*The task*: Print exactly the lines below between the line holding "filename src/models/game.rs" and the line holding "pub losing_team: [PlayerId;", inclusive, and nothing more.
##### Excerpted data #####
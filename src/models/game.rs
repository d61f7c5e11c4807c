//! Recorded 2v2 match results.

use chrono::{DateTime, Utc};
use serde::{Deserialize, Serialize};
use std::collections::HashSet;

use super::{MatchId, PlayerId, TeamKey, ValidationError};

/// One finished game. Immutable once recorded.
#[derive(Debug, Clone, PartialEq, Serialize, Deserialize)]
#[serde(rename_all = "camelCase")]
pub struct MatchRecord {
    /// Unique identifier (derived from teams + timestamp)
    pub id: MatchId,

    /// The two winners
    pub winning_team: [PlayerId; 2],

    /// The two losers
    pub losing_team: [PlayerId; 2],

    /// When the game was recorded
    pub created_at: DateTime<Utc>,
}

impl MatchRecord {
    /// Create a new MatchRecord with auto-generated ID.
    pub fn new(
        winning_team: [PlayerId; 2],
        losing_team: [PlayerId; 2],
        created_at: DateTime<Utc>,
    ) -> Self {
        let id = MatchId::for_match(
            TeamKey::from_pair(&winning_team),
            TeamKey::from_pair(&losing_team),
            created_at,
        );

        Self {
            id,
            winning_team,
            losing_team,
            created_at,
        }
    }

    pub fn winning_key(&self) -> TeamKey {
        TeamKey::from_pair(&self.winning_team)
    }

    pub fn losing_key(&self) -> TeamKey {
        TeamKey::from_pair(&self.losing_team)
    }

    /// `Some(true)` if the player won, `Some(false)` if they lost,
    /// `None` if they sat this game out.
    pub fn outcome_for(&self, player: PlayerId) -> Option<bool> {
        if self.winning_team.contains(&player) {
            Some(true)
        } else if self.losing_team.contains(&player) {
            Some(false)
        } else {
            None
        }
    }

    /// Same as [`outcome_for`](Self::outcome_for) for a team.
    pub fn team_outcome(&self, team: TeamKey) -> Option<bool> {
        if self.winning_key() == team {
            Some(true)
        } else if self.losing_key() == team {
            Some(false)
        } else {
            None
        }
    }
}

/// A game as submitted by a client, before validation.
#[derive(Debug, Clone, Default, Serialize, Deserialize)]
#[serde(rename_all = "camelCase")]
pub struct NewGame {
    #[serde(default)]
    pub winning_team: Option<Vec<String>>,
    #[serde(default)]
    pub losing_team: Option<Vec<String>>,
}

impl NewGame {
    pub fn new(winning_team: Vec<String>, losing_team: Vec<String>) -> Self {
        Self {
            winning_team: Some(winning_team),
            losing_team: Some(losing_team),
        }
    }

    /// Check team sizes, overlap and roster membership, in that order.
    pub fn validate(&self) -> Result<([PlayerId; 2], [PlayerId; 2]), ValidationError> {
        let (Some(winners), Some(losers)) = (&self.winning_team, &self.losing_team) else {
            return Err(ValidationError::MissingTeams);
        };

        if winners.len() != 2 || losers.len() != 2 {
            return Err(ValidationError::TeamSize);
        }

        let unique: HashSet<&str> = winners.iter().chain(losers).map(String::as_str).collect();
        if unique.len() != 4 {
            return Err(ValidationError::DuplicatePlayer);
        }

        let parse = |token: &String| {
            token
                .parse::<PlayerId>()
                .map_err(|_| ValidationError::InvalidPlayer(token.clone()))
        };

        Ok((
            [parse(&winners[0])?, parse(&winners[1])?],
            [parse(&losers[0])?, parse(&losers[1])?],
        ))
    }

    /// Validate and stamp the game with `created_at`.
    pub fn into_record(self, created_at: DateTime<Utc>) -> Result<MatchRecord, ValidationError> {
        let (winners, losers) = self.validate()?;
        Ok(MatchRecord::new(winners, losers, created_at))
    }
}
#####
##### Excerpted data #####
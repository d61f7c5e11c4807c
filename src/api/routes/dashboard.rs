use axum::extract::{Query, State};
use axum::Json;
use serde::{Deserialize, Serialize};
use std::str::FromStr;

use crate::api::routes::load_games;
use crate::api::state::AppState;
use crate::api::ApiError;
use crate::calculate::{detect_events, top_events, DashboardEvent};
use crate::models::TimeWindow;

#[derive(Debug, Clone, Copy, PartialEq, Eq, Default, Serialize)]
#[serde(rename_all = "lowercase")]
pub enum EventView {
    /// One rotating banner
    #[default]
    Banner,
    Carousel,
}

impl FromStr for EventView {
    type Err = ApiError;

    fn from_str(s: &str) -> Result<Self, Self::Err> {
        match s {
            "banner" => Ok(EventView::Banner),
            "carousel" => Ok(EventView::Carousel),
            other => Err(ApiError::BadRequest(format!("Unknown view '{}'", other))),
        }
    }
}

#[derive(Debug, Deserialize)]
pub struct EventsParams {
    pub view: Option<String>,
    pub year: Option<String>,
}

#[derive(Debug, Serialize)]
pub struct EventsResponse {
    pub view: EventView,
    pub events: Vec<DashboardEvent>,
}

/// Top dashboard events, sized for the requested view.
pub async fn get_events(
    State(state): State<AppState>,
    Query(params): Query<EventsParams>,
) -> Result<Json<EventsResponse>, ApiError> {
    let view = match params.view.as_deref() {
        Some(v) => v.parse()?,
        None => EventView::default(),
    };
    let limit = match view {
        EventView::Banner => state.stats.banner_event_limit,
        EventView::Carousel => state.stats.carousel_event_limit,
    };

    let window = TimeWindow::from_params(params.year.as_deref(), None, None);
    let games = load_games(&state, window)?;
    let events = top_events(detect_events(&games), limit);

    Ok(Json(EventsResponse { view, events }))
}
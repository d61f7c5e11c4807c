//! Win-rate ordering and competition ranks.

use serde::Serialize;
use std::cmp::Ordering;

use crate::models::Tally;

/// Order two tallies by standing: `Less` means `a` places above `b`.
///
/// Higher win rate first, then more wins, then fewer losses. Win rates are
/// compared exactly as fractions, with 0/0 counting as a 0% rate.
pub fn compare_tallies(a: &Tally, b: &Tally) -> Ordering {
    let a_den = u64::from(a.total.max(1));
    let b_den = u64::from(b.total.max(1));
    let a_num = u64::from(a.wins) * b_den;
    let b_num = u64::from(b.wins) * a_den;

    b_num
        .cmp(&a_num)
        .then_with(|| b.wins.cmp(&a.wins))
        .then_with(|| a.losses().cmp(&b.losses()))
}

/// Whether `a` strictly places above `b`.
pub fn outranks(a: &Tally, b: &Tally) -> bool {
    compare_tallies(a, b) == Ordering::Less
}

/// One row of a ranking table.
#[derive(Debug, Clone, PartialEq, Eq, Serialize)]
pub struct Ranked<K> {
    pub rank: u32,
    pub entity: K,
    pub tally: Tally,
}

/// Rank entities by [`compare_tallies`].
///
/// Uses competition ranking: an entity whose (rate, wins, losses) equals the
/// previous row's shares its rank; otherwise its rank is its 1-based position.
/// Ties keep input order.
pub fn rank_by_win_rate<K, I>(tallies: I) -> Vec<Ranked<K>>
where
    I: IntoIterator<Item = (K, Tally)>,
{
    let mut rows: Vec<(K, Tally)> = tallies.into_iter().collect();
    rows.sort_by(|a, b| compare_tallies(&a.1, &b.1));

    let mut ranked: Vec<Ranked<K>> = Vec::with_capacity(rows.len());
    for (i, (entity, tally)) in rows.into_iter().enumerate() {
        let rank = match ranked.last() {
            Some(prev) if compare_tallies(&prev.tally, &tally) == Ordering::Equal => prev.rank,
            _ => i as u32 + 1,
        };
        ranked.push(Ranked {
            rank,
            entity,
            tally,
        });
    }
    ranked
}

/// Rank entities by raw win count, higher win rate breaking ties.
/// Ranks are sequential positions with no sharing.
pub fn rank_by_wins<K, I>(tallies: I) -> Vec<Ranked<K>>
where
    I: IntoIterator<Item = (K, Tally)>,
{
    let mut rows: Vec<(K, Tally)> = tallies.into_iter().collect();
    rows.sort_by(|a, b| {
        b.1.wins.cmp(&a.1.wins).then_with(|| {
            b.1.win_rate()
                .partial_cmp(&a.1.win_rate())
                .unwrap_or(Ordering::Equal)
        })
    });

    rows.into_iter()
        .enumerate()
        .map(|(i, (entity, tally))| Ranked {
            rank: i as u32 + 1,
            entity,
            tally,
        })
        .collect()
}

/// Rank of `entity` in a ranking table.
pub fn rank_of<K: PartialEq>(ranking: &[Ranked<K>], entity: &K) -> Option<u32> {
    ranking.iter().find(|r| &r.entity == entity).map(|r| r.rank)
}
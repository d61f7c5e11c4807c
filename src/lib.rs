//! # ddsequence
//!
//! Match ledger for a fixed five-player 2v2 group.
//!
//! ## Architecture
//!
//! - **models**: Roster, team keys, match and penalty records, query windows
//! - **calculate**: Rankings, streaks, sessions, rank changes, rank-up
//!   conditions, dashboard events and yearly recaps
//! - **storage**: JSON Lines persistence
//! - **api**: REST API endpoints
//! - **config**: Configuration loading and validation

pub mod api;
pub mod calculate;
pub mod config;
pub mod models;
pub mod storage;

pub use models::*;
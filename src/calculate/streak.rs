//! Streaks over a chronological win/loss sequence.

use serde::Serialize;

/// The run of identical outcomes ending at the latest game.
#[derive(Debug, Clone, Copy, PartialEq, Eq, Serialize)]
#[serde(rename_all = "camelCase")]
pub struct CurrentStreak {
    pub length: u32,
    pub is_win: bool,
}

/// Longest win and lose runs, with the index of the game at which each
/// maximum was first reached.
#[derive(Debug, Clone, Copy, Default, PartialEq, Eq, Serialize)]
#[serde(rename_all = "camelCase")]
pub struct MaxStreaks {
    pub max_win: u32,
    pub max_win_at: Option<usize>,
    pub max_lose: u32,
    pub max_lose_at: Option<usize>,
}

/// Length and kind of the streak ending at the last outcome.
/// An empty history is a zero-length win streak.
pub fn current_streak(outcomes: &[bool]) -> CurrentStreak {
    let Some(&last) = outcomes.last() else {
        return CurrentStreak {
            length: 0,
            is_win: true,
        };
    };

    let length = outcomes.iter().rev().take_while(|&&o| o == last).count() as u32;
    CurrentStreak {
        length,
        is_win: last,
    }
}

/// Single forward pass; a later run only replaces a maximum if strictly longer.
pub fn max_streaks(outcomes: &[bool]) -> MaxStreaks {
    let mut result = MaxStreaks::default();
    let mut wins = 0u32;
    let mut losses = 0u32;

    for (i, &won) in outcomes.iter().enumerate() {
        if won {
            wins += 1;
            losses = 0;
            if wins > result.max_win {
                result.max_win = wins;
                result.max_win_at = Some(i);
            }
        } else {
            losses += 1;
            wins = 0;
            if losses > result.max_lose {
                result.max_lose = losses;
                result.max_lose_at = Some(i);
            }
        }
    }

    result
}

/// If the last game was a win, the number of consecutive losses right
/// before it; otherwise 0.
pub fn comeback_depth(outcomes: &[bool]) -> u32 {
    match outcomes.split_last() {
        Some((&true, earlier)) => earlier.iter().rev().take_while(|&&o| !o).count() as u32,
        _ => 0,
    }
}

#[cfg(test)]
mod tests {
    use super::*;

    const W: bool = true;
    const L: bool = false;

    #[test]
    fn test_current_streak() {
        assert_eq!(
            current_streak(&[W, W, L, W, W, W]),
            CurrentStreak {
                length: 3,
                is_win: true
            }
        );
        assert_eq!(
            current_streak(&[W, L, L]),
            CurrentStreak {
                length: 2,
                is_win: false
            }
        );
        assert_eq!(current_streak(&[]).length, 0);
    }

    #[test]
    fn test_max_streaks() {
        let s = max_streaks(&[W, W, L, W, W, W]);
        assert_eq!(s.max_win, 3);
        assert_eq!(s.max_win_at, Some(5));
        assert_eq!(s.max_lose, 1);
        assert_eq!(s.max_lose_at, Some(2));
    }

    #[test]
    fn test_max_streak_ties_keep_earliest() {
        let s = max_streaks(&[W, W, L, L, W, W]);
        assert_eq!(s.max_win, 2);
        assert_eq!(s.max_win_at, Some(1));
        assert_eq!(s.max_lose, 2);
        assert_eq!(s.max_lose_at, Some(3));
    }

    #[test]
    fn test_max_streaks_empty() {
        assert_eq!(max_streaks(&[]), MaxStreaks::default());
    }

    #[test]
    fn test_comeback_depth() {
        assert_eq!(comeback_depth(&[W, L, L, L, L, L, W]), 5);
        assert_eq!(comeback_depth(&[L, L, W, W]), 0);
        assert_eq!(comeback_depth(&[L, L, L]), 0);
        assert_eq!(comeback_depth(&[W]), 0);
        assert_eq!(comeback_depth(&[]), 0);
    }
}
#####
##### Excerpted data #####
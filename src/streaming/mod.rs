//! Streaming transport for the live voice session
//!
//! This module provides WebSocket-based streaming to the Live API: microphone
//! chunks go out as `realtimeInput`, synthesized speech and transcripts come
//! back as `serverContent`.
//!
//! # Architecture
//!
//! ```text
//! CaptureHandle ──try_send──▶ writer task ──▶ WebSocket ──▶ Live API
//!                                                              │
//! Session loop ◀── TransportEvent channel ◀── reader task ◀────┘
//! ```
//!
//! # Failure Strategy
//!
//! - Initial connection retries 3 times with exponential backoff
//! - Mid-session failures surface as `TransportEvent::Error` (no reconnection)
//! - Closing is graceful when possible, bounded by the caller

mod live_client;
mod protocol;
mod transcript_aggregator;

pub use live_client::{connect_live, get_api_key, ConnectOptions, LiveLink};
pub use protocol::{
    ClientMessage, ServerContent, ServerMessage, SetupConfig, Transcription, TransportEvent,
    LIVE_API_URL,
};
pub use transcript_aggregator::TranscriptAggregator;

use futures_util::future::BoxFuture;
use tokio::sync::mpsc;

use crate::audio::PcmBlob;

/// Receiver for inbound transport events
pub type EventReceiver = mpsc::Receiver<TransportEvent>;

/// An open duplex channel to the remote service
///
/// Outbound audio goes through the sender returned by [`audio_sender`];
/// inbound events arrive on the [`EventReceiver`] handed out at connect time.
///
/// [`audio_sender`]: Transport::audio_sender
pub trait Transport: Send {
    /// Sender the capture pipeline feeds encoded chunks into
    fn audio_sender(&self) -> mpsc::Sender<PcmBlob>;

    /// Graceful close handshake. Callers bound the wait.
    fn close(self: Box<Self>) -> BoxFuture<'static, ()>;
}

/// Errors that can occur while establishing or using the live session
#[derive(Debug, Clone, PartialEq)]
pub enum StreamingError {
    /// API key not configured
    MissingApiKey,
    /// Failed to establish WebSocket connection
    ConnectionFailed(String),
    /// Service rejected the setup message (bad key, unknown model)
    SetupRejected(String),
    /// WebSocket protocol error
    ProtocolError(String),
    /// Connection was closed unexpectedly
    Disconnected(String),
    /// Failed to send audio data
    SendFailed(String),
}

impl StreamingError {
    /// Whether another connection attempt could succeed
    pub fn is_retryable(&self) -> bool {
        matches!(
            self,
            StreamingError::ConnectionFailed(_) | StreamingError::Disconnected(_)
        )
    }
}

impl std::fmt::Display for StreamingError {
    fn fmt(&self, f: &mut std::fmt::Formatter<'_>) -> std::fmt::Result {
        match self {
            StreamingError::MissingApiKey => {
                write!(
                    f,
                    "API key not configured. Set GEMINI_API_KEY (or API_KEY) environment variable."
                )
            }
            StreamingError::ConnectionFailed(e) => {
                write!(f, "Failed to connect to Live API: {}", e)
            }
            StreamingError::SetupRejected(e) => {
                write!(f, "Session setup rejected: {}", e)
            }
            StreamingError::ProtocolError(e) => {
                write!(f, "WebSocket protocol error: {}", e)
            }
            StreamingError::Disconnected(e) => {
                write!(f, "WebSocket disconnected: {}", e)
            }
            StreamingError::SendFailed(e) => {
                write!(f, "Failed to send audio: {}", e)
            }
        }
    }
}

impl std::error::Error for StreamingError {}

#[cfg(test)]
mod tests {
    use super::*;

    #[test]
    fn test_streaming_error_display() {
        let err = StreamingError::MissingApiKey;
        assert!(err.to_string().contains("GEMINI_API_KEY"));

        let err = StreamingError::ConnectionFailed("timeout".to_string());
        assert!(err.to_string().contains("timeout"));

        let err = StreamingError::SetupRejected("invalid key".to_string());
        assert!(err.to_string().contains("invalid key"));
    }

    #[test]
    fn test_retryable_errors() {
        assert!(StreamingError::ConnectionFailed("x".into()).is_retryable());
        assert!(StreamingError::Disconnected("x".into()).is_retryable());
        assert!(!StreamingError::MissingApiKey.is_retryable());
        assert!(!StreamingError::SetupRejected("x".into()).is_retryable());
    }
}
#####
*Expected answer*:
filename src/models/game.rs
repository d61f7c5e11c4807c
//! Recorded 2v2 match results.

use chrono::{DateTime, Utc};
use serde::{Deserialize, Serialize};
use std::collections::HashSet;

use super::{MatchId, PlayerId, TeamKey, ValidationError};

/// One finished game. Immutable once recorded.
#[derive(Debug, Clone, PartialEq, Serialize, Deserialize)]
#[serde(rename_all = "camelCase")]
pub struct MatchRecord {
    /// Unique identifier (derived from teams + timestamp)
    pub id: MatchId,

    /// The two winners
    pub winning_team: [PlayerId; 2],

    /// The two losers
    pub losing_team: [PlayerId; 2],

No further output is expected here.